Task item: Every entry should appear in your answer exactly as it does here.

Source material:
□ □ □ □

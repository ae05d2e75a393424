//! Shared fixtures for integration tests
//!
//! Fake yt-dlp and Telegram stand-ins plus a wiremock server for thumbnails.

#![allow(dead_code)] // not every test binary uses every fixture

use async_trait::async_trait;
use std::path::{Path, PathBuf};
use std::sync::atomic::{AtomicUsize, Ordering};
use std::sync::{Arc, Mutex};
use std::time::Duration;
use tokio::io::AsyncWriteExt;
use wiremock::matchers::{method, path};
use wiremock::{Mock, MockServer, ResponseTemplate};

use audiorelay::core::config::DownloadConfig;
use audiorelay::delivery::mtproto::{Connect, LazySession, MtProtoError};
use audiorelay::download::{AudioArtifact, AudioMetadata, AudioSource, Downloader};
use audiorelay::{AppError, Uploader};

/// Minimal MPEG frame header followed by silence
pub fn fake_mp3(len: usize) -> Vec<u8> {
    let mut bytes = vec![0xFF, 0xFB, 0x90, 0x64];
    bytes.resize(len.max(4), 0);
    bytes
}

pub const FAKE_JPEG: &[u8] = &[0xFF, 0xD8, 0xFF, 0xE0, 0x00, 0x10, b'J', b'F', b'I', b'F', 0x00];

/// Thumbnail server with `/cover.jpg` and `/placeholder.jpg`
pub async fn thumbnail_server() -> MockServer {
    let server = MockServer::start().await;
    for route in ["/cover.jpg", "/placeholder.jpg"] {
        Mock::given(method("GET"))
            .and(path(route))
            .respond_with(ResponseTemplate::new(200).set_body_bytes(FAKE_JPEG.to_vec()))
            .mount(&server)
            .await;
    }
    server
}

pub fn download_config(temp_dir: &Path, server: &MockServer) -> DownloadConfig {
    let mut config = DownloadConfig::with_temp_dir(temp_dir);
    config.thumbnail_fallback_url = format!("{}/placeholder.jpg", server.uri());
    config
}

/// AudioSource that answers from memory
pub struct FakeSource {
    pub metadata: Result<AudioMetadata, String>,
    pub metadata_delay: Duration,
    pub audio_len: usize,
    pub audio_delay: Duration,
    pub fail_audio: bool,
    pub audio_calls: AtomicUsize,
}

impl FakeSource {
    pub fn new(metadata: AudioMetadata) -> Self {
        Self {
            metadata: Ok(metadata),
            metadata_delay: Duration::ZERO,
            audio_len: 4096,
            audio_delay: Duration::ZERO,
            fail_audio: false,
            audio_calls: AtomicUsize::new(0),
        }
    }

    pub fn failing_metadata(reason: &str) -> Self {
        Self {
            metadata: Err(reason.to_string()),
            // let the audio write land before the failure
            metadata_delay: Duration::from_millis(100),
            audio_delay: Duration::from_secs(30),
            ..Self::new(metadata("unused", "unused", None))
        }
    }
}

pub fn metadata(title: &str, artist: &str, thumbnail_url: Option<String>) -> AudioMetadata {
    AudioMetadata {
        artist: artist.to_string(),
        title: title.to_string(),
        thumbnail_url,
        duration_secs: Some(215),
    }
}

#[async_trait]
impl AudioSource for FakeSource {
    fn name(&self) -> &str {
        "fake"
    }

    async fn get_audio_details(&self, _url: &str) -> Result<AudioMetadata, AppError> {
        tokio::time::sleep(self.metadata_delay).await;
        self.metadata.clone().map_err(AppError::Extraction)
    }

    async fn download_audio(&self, _url: &str, dest: &Path) -> Result<(), AppError> {
        self.audio_calls.fetch_add(1, Ordering::SeqCst);
        // sparse past the frame header, so large sizes stay cheap
        let mut file = tokio::fs::File::create(dest).await?;
        file.write_all(&fake_mp3(4)).await?;
        file.flush().await?;
        file.set_len(self.audio_len.max(4) as u64).await?;
        tokio::time::sleep(self.audio_delay).await;
        if self.fail_audio {
            return Err(AppError::Fetch("audio stream unavailable".to_string()));
        }
        Ok(())
    }
}

pub fn downloader(config: DownloadConfig, source: FakeSource) -> Downloader {
    Downloader::with_client(config, Arc::new(source), reqwest::Client::new())
}

/// Writes an executable `/bin/sh` stand-in for yt-dlp into `dir`
#[cfg(unix)]
pub fn fake_ytdlp(dir: &Path, body: &str) -> PathBuf {
    use std::os::unix::fs::PermissionsExt;

    let script = dir.join("yt-dlp");
    std::fs::write(&script, format!("#!/bin/sh\n{}", body)).unwrap();
    std::fs::set_permissions(&script, std::fs::Permissions::from_mode(0o755)).unwrap();
    script
}

/// Records what it was asked to upload
#[derive(Default)]
pub struct RecordingUploader {
    pub uploads: Mutex<Vec<Upload>>,
    pub fail_with: Option<String>,
}

#[derive(Debug, Clone, PartialEq, Eq)]
pub struct Upload {
    pub audio_path: PathBuf,
    pub title: String,
    pub artist: String,
    pub caption: String,
    pub size: u64,
    pub audio_existed: bool,
    pub thumbnail_existed: bool,
}

impl RecordingUploader {
    pub fn failing(reason: &str) -> Self {
        Self {
            uploads: Mutex::new(Vec::new()),
            fail_with: Some(reason.to_string()),
        }
    }

    pub fn count(&self) -> usize {
        self.uploads.lock().unwrap().len()
    }
}

async fn record(artifact: &AudioArtifact, caption: &str) -> Upload {
    Upload {
        audio_path: artifact.audio_path.clone(),
        title: artifact.title.clone(),
        artist: artifact.artist.clone(),
        caption: caption.to_string(),
        size: artifact.audio_size().await.unwrap_or(0),
        audio_existed: artifact.audio_path.exists(),
        thumbnail_existed: artifact.thumbnail_path.exists(),
    }
}

#[async_trait]
impl Uploader for RecordingUploader {
    fn name(&self) -> &str {
        "recording"
    }

    async fn upload(&self, artifact: &AudioArtifact, caption: &str) -> Result<(), AppError> {
        let upload = record(artifact, caption).await;
        self.uploads.lock().unwrap().push(upload);
        match &self.fail_with {
            Some(reason) => Err(AppError::Upload(reason.clone())),
            None => Ok(()),
        }
    }
}

/// Connector that counts how often a session is started
pub struct CountingConnector {
    pub starts: Arc<AtomicUsize>,
}

#[async_trait]
impl Connect for CountingConnector {
    type Client = ();

    async fn connect(&self) -> Result<(), MtProtoError> {
        self.starts.fetch_add(1, Ordering::SeqCst);
        tokio::time::sleep(Duration::from_millis(50)).await;
        Ok(())
    }
}

/// Large-file stand-in that needs the lazy session before it records
pub struct SessionUploader {
    pub session: LazySession<CountingConnector>,
    pub inner: RecordingUploader,
}

impl SessionUploader {
    pub fn new(starts: Arc<AtomicUsize>) -> Self {
        Self {
            session: LazySession::new(CountingConnector { starts }),
            inner: RecordingUploader::default(),
        }
    }
}

#[async_trait]
impl Uploader for SessionUploader {
    fn name(&self) -> &str {
        "session"
    }

    async fn upload(&self, artifact: &AudioArtifact, caption: &str) -> Result<(), AppError> {
        self.session.client().await?;
        self.inner.upload(artifact, caption).await
    }
}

□ □ □ □

Result below:
repository ae05d2e75a393424
//! Shared fixtures for integration tests
//!
//! Fake yt-dlp and Telegram stand-ins plus a wiremock server for thumbnails.

#![allow(dead_code)] // not every test binary uses every fixture

use async_trait::async_trait;
use std::path::{Path, PathBuf};
use std::sync::atomic::{AtomicUsize, Ordering};
use std::sync::{Arc, Mutex};
use std::time::Duration;
use tokio::io::AsyncWriteExt;
use wiremock::matchers::{method, path};
use wiremock::{Mock, MockServer, ResponseTemplate};

use audiorelay::core::config::DownloadConfig;
use audiorelay::delivery::mtproto::{Connect, LazySession, MtProtoError};
use audiorelay::download::{AudioArtifact, AudioMetadata, AudioSource, Downloader};
use audiorelay::{AppError, Uploader};

/// Minimal MPEG frame header followed by silence
pub fn fake_mp3(len: usize) -> Vec<u8> {
    let mut bytes = vec![0xFF, 0xFB, 0x90, 0x64];
    bytes.resize(len.max(4), 0);
    bytes
}

pub const FAKE_JPEG: &[u8] = &[0xFF, 0xD8, 0xFF, 0xE0, 0x00, 0x10, b'J', b'F', b'I', b'F', 0x00];

/// Thumbnail server with `/cover.jpg` and `/placeholder.jpg`
pub async fn thumbnail_server() -> MockServer {
    let server = MockServer::start().await;
    for route in ["/cover.jpg", "/placeholder.jpg"] {
        Mock::given(method("GET"))
            .and(path(route))
            .respond_with(ResponseTemplate::new(200).set_body_bytes(FAKE_JPEG.to_vec()))
            .mount(&server)
            .await;
    }
    server
}

pub fn download_config(temp_dir: &Path, server: &MockServer) -> DownloadConfig {
    let mut config = DownloadConfig::with_temp_dir(temp_dir);
    config.thumbnail_fallback_url = format!("{}/placeholder.jpg", server.uri());
    config
}

/// AudioSource that answers from memory
pub struct FakeSource {
    pub metadata: Result<AudioMetadata, String>,
    pub metadata_delay: Duration,
    pub audio_len: usize,
    pub audio_delay: Duration,
    pub fail_audio: bool,
    pub audio_calls: AtomicUsize,
}

impl FakeSource {
    pub fn new(metadata: AudioMetadata) -> Self {
        Self {
            metadata: Ok(metadata),
            metadata_delay: Duration::ZERO,
            audio_len: 4096,
            audio_delay: Duration::ZERO,
            fail_audio: false,
            audio_calls: AtomicUsize::new(0),
        }
    }

    pub fn failing_metadata(reason: &str) -> Self {
        Self {
            metadata: Err(reason.to_string()),
            // let the audio write land before the failure
            metadata_delay: Duration::from_millis(100),
            audio_delay: Duration::from_secs(30),
            ..Self::new(metadata("unused", "unused", None))
        }
    }
}

pub fn metadata(title: &str, artist: &str, thumbnail_url: Option<String>) -> AudioMetadata {
    AudioMetadata {
        artist: artist.to_string(),
        title: title.to_string(),
        thumbnail_url,
        duration_secs: Some(215),
    }
}

#[async_trait]
impl AudioSource for FakeSource {
    fn name(&self) -> &str {
        "fake"
    }

    async fn get_audio_details(&self, _url: &str) -> Result<AudioMetadata, AppError> {
        tokio::time::sleep(self.metadata_delay).await;
        self.metadata.clone().map_err(AppError::Extraction)
    }

    async fn download_audio(&self, _url: &str, dest: &Path) -> Result<(), AppError> {
        self.audio_calls.fetch_add(1, Ordering::SeqCst);
        // sparse past the frame header, so large sizes stay cheap
        let mut file = tokio::fs::File::create(dest).await?;
        file.write_all(&fake_mp3(4)).await?;
        file.flush().await?;
        file.set_len(self.audio_len.max(4) as u64).await?;
        tokio::time::sleep(self.audio_delay).await;
        if self.fail_audio {
            return Err(AppError::Fetch("audio stream unavailable".to_string()));
        }
        Ok(())
    }
}

pub fn downloader(config: DownloadConfig, source: FakeSource) -> Downloader {
    Downloader::with_client(config, Arc::new(source), reqwest::Client::new())
}

/// Writes an executable `/bin/sh` stand-in for yt-dlp into `dir`
#[cfg(unix)]
pub fn fake_ytdlp(dir: &Path, body: &str) -> PathBuf {
    use std::os::unix::fs::PermissionsExt;

    let script = dir.join("yt-dlp");
    std::fs::write(&script, format!("#!/bin/sh\n{}", body)).unwrap();
    std::fs::set_permissions(&script, std::fs::Permissions::from_mode(0o755)).unwrap();
    script
}

/// Records what it was asked to upload
#[derive(Default)]
pub struct RecordingUploader {
    pub uploads: Mutex<Vec<Upload>>,
    pub fail_with: Option<String>,
}

#[derive(Debug, Clone, PartialEq, Eq)]
pub struct Upload {
    pub audio_path: PathBuf,
    pub title: String,
    pub artist: String,
    pub caption: String,
    pub size: u64,
    pub audio_existed: bool,
    pub thumbnail_existed: bool,
}

impl RecordingUploader {
    pub fn failing(reason: &str) -> Self {
        Self {
            uploads: Mutex::new(Vec::new()),
            fail_with: Some(reason.to_string()),
        }
    }

    pub fn count(&self) -> usize {
        self.uploads.lock().unwrap().len()
    }
}

async fn record(artifact: &AudioArtifact, caption: &str) -> Upload {
    Upload {
        audio_path: artifact.audio_path.clone(),
        title: artifact.title.clone(),
        artist: artifact.artist.clone(),
        caption: caption.to_string(),
        size: artifact.audio_size().await.unwrap_or(0),
        audio_existed: artifact.audio_path.exists(),
        thumbnail_existed: artifact.thumbnail_path.exists(),
    }
}

#[async_trait]
impl Uploader for RecordingUploader {
    fn name(&self) -> &str {
        "recording"
    }

    async fn upload(&self, artifact: &AudioArtifact, caption: &str) -> Result<(), AppError> {
        let upload = record(artifact, caption).await;
        self.uploads.lock().unwrap().push(upload);
        match &self.fail_with {
            Some(reason) => Err(AppError::Upload(reason.clone())),
            None => Ok(()),
        }
    }
}

/// Connector that counts how often a session is started
pub struct CountingConnector {
    pub starts: Arc<AtomicUsize>,
}

#[async_trait]
impl Connect for CountingConnector {
    type Client = ();

    async fn connect(&self) -> Result<(), MtProtoError> {
        self.starts.fetch_add(1, Ordering::SeqCst);
        tokio::time::sleep(Duration::from_millis(50)).await;
        Ok(())
    }
}

/// Large-file stand-in that needs the lazy session before it records
pub struct SessionUploader {
    pub session: LazySession<CountingConnector>,
    pub inner: RecordingUploader,
}

impl SessionUploader {
    pub fn new(starts: Arc<AtomicUsize>) -> Self {
        Self {
            session: LazySession::new(CountingConnector { starts }),
            inner: RecordingUploader::default(),
        }
    }
}

#[async_trait]
impl Uploader for SessionUploader {
    fn name(&self) -> &str {
        "session"
    }

    async fn upload(&self, artifact: &AudioArtifact, caption: &str) -> Result<(), AppError> {
        self.session.client().await?;
        self.inner.upload(artifact, caption).await
    }
}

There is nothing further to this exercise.